(DATA LISTING):

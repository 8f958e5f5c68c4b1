use crate::frame::decode_frame;
use bytes::Bytes;
use futures::sink::SinkExt as _;
use futures::stream::StreamExt as _;
use std::net::SocketAddr;
use tokio::net::TcpListener;
use tokio::task::JoinHandle;
use tokio_util::codec::{Framed, LengthDelimitedCodec};

// Accepts one connection, checks the decoded payload of the first frame and acknowledges it.
pub fn listener(address: SocketAddr, expected: Bytes) -> JoinHandle<()> {
    tokio::spawn(async move {
        let listener = TcpListener::bind(&address).await.unwrap();
        let (socket, _) = listener.accept().await.unwrap();
        let transport = Framed::new(socket, LengthDelimitedCodec::new());
        let (mut writer, mut reader) = transport.split();
        match reader.next().await {
            Some(Ok(received)) => {
                assert_eq!(decode_frame(received.freeze()).unwrap(), expected);
                writer.send(Bytes::from("Ack")).await.unwrap()
            }
            _ => panic!("Failed to receive network message"),
        }
    })
}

(TASK TO COMPLETE):
Print out all the material above, unaltered.

(RESPONSE TO THIS TASK):
repository 8f958e5f5c68c4b1
use crate::frame::decode_frame;
use bytes::Bytes;
use futures::sink::SinkExt as _;
use futures::stream::StreamExt as _;
use std::net::SocketAddr;
use tokio::net::TcpListener;
use tokio::task::JoinHandle;
use tokio_util::codec::{Framed, LengthDelimitedCodec};

// Accepts one connection, checks the decoded payload of the first frame and acknowledges it.
pub fn listener(address: SocketAddr, expected: Bytes) -> JoinHandle<()> {
    tokio::spawn(async move {
        let listener = TcpListener::bind(&address).await.unwrap();
        let (socket, _) = listener.accept().await.unwrap();
        let transport = Framed::new(socket, LengthDelimitedCodec::new());
        let (mut writer, mut reader) = transport.split();
        match reader.next().await {
            Some(Ok(received)) => {
                assert_eq!(decode_frame(received.freeze()).unwrap(), expected);
                writer.send(Bytes::from("Ack")).await.unwrap()
            }
            _ => panic!("Failed to receive network message"),
        }
    })
}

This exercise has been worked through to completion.